_TASK ITEM_
The line that contains "and rejects sources" marks the end: retype the data below exactly from its first line through that line.

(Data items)
★ ★ ★

//! Native-extension loading and verification.
//!
//! Extensions arrive in two forms. A shared object must export the marker
//! function (returning the fixed sentinel) and the metadata initializer,
//! and must carry the runtime symbols of memory-safe compilation; anything
//! else is refused before a single extension instruction runs. Source form
//! is compiled by the toolchain in safe-only mode — the loader injects
//! `#![forbid(unsafe_code)]` and rejects sources that contain an `unsafe`
//! escape — and the resulting object goes through the same verification.
//!
//! Statically linked Rust extensions register through
//! [`register_extension`], which the runtime itself and tests use.

use std::ffi::{c_char, c_void, CStr};
use std::path::{Path, PathBuf};
use std::sync::Arc;

use dashmap::DashMap;
use lazy_static::lazy_static;
use libloading::Library;
use log::info;

use ember_rt::term::{Atom, AtomError, OpaqueTerm};

use super::{NifCallable, NifEntry, NifEnv, NifError, NIF_API_VERSION, NIF_SENTINEL};

/// Marker export every loadable library must provide.
pub const MARKER_SYMBOL: &[u8] = b"ember_nif_marker\0";
/// Metadata export describing the extension.
pub const INIT_SYMBOL: &[u8] = b"ember_nif_init\0";
/// A symbol characteristic of the memory-safe toolchain's runtime.
const SAFE_RUNTIME_SYMBOL: &[u8] = b"rust_eh_personality\0";

/// Raw C-ABI NIF body: receives the env, argument count, and the argument
/// words; returns a term word, or `u64::MAX` to signal `badarg`.
pub type ForeignNifFn =
    unsafe extern "C" fn(env: *mut c_void, argc: usize, args: *const OpaqueTerm) -> u64;

/// Metadata record published by an extension's init export.
#[repr(C)]
pub struct RawNifInit {
    pub module: *const c_char,
    pub version: u32,
    pub num_functions: usize,
    pub functions: *const RawNifFunction,
}

#[repr(C)]
pub struct RawNifFunction {
    pub name: *const c_char,
    pub arity: u8,
    pub flags: u32,
    pub fun: ForeignNifFn,
}

/// A foreign entry point plus the library that keeps it mapped.
#[derive(Clone)]
pub struct ForeignNif {
    fun: ForeignNifFn,
    _library: Arc<Library>,
}

impl ForeignNif {
    pub(super) fn invoke(
        &self,
        env: &mut NifEnv<'_>,
        args: &[OpaqueTerm],
    ) -> Result<OpaqueTerm, NifError> {
        let raw = unsafe {
            (self.fun)(env as *mut NifEnv<'_> as *mut c_void, args.len(), args.as_ptr())
        };
        if raw == u64::MAX {
            Err(NifError::Badarg)
        } else {
            Ok(OpaqueTerm::from_raw(raw))
        }
    }
}

#[derive(Debug, thiserror::Error)]
pub enum NifLoadError {
    #[error("failed to open library: {0}")]
    Open(#[from] libloading::Error),
    #[error("library does not export the marker function")]
    NoMarker,
    #[error("marker returned {0:#x}, expected the sentinel")]
    BadSentinel(u32),
    #[error("library lacks the memory-safe runtime symbols")]
    NotSafeCompiled,
    #[error("library metadata is malformed")]
    BadMetadata,
    #[error("extension API version {0} is unsupported")]
    BadVersion(u32),
    #[error(transparent)]
    Atom(#[from] AtomError),
    #[error("source contains an unsafe escape")]
    UnsafeSource,
    #[error("toolchain invocation failed: {0}")]
    Toolchain(String),
    #[error("io: {0}")]
    Io(#[from] std::io::Error),
}

lazy_static! {
    static ref REGISTRY: DashMap<(Atom, Atom, u8), NifEntry> = DashMap::new();
}

/// Resolves a NIF entry; NIFs override bytecode exports of the same name.
pub fn lookup(module: Atom, function: Atom, arity: u8) -> Option<NifEntry> {
    REGISTRY.get(&(module, function, arity)).map(|entry| entry.value().clone())
}

/// A statically linked extension written against [`NifEnv`].
pub struct NifExtension {
    pub module: String,
    pub version: u32,
    pub functions: Vec<NifFunction>,
}

pub struct NifFunction {
    pub name: String,
    pub arity: u8,
    pub flags: u32,
    pub fun: super::RustNif,
}

/// Registers an in-process extension's entry points.
pub fn register_extension(extension: NifExtension) -> Result<(), NifLoadError> {
    if extension.version != NIF_API_VERSION {
        return Err(NifLoadError::BadVersion(extension.version));
    }
    let module = Atom::intern(&extension.module)?;
    for function in extension.functions {
        let name = Atom::intern(&function.name)?;
        REGISTRY.insert(
            (module, name, function.arity),
            NifEntry {
                module,
                name,
                arity: function.arity,
                flags: function.flags,
                callable: NifCallable::Rust(function.fun),
            },
        );
    }
    info!(target: "nif", "registered extension {}", extension.module);
    Ok(())
}

/// Loads and verifies a shared object, registering its entry points.
pub fn load_library(path: &Path) -> Result<(), NifLoadError> {
    let library = Arc::new(unsafe { Library::new(path)? });

    // Verification 1: the marker export and its sentinel
    let marker = unsafe {
        library
            .get::<unsafe extern "C" fn() -> u32>(MARKER_SYMBOL)
            .map_err(|_| NifLoadError::NoMarker)?
    };
    let sentinel = unsafe { marker() };
    if sentinel != NIF_SENTINEL {
        return Err(NifLoadError::BadSentinel(sentinel));
    }

    // Verification 2: the runtime signature of memory-safe compilation
    let safe = unsafe { library.get::<*const c_void>(SAFE_RUNTIME_SYMBOL) };
    if safe.is_err() {
        return Err(NifLoadError::NotSafeCompiled);
    }

    // Metadata
    let init = unsafe {
        library
            .get::<unsafe extern "C" fn() -> *const RawNifInit>(INIT_SYMBOL)
            .map_err(|_| NifLoadError::BadMetadata)?
    };
    let raw = unsafe { init() };
    if raw.is_null() {
        return Err(NifLoadError::BadMetadata);
    }
    let raw = unsafe { &*raw };
    if raw.version != NIF_API_VERSION {
        return Err(NifLoadError::BadVersion(raw.version));
    }
    if raw.module.is_null() || (raw.num_functions > 0 && raw.functions.is_null()) {
        return Err(NifLoadError::BadMetadata);
    }
    let module_name = unsafe { CStr::from_ptr(raw.module) }
        .to_str()
        .map_err(|_| NifLoadError::BadMetadata)?;
    let module = Atom::intern(module_name)?;

    let functions = unsafe { std::slice::from_raw_parts(raw.functions, raw.num_functions) };
    for function in functions {
        if function.name.is_null() {
            return Err(NifLoadError::BadMetadata);
        }
        let name = unsafe { CStr::from_ptr(function.name) }
            .to_str()
            .map_err(|_| NifLoadError::BadMetadata)?;
        let name = Atom::intern(name)?;
        REGISTRY.insert(
            (module, name, function.arity),
            NifEntry {
                module,
                name,
                arity: function.arity,
                flags: function.flags,
                callable: NifCallable::Foreign(ForeignNif {
                    fun: function.fun,
                    _library: library.clone(),
                }),
            },
        );
    }
    info!(
        target: "nif",
        "loaded extension {} from {} ({} functions)",
        module_name,
        path.display(),
        raw.num_functions
    );
    Ok(())
}

/// Compiles extension source in safe-only mode and loads the result.
pub fn load_source(source_path: &Path, work_dir: &Path) -> Result<(), NifLoadError> {
    let source = std::fs::read_to_string(source_path)?;
    verify_source_is_safe(&source)?;

    let mut hardened = String::with_capacity(source.len() + 64);
    if !source.contains("#![forbid(unsafe_code)]") {
        hardened.push_str("#![forbid(unsafe_code)]\n");
    }
    hardened.push_str(&source);

    let staged = work_dir.join("ember_nif_source.rs");
    let output: PathBuf = work_dir.join(if cfg!(target_os = "macos") {
        "libember_nif.dylib"
    } else {
        "libember_nif.so"
    });
    std::fs::write(&staged, hardened)?;

    let status = std::process::Command::new("rustc")
        .arg("--edition=2021")
        .arg("--crate-type=cdylib")
        .arg("-o")
        .arg(&output)
        .arg(&staged)
        .output()
        .map_err(|err| NifLoadError::Toolchain(err.to_string()))?;
    if !status.status.success() {
        return Err(NifLoadError::Toolchain(
            String::from_utf8_lossy(&status.stderr).into_owned(),
        ));
    }

    load_library(&output)
}

/// Rejects sources that use an unsafe-escape construct. The compile step
/// enforces the same property via `forbid`, but refusing up front gives a
/// typed error instead of a toolchain diagnostic.
fn verify_source_is_safe(source: &str) -> Result<(), NifLoadError> {
    let mut rest = source;
    while let Some(at) = rest.find("unsafe") {
        let before_ok = at == 0
            || !rest[..at]
                .chars()
                .next_back()
                .map(|c| c.is_alphanumeric() || c == '_')
                .unwrap_or(false);
        let after = &rest[at + "unsafe".len()..];
        let after_ok = !after
            .chars()
            .next()
            .map(|c| c.is_alphanumeric() || c == '_')
            .unwrap_or(false);
        // `forbid(unsafe_code)` mentions the word inside an identifier and
        // is exempted by the boundary checks above
        if before_ok && after_ok {
            return Err(NifLoadError::UnsafeSource);
        }
        rest = &rest[at + "unsafe".len()..];
    }
    Ok(())
}

#[cfg(test)]
mod tests {
    use super::*;

    #[test]
    fn safe_source_scan() {
        assert!(verify_source_is_safe("fn add(a: i64) -> i64 { a + 1 }").is_ok());
        assert!(verify_source_is_safe("#![forbid(unsafe_code)]\nfn f() {}").is_ok());
        assert!(matches!(
            verify_source_is_safe("fn f() { unsafe { *(0 as *const u8) }; }"),
            Err(NifLoadError::UnsafeSource)
        ));
        assert!(matches!(
            verify_source_is_safe("unsafe fn f() {}"),
            Err(NifLoadError::UnsafeSource)
        ));
        // The word inside identifiers does not trip the scan
        assert!(verify_source_is_safe("fn not_unsafe_at_all() {}").is_ok());
    }

    #[test]
    fn missing_library_is_an_open_error() {
        let result = load_library(Path::new("/nonexistent/libember_missing.so"));
        assert!(matches!(result, Err(NifLoadError::Open(_))));
    }

    #[test]
    fn registration_and_lookup() {
        fn identity(_: &mut NifEnv<'_>, args: &[OpaqueTerm]) -> Result<OpaqueTerm, NifError> {
            Ok(args[0])
        }
        register_extension(NifExtension {
            module: "loader_test_mod".into(),
            version: NIF_API_VERSION,
            functions: vec![NifFunction {
                name: "identity".into(),
                arity: 1,
                flags: 0,
                fun: identity,
            }],
        })
        .unwrap();

        let module = Atom::intern("loader_test_mod").unwrap();
        let name = Atom::intern("identity").unwrap();
        assert!(lookup(module, name, 1).is_some());
        assert!(lookup(module, name, 2).is_none());

        let rejected = register_extension(NifExtension {
            module: "loader_test_mod".into(),
            version: 99,
            functions: vec![],
        });
        assert!(matches!(rejected, Err(NifLoadError::BadVersion(99))));
    }
}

★ ★ ★

_RESPONSE TO THE TASK_
//! Native-extension loading and verification.
//!
//! Extensions arrive in two forms. A shared object must export the marker
//! function (returning the fixed sentinel) and the metadata initializer,
//! and must carry the runtime symbols of memory-safe compilation; anything
//! else is refused before a single extension instruction runs. Source form
//! is compiled by the toolchain in safe-only mode — the loader injects
//! `#![forbid(unsafe_code)]` and rejects sources that contain an `unsafe`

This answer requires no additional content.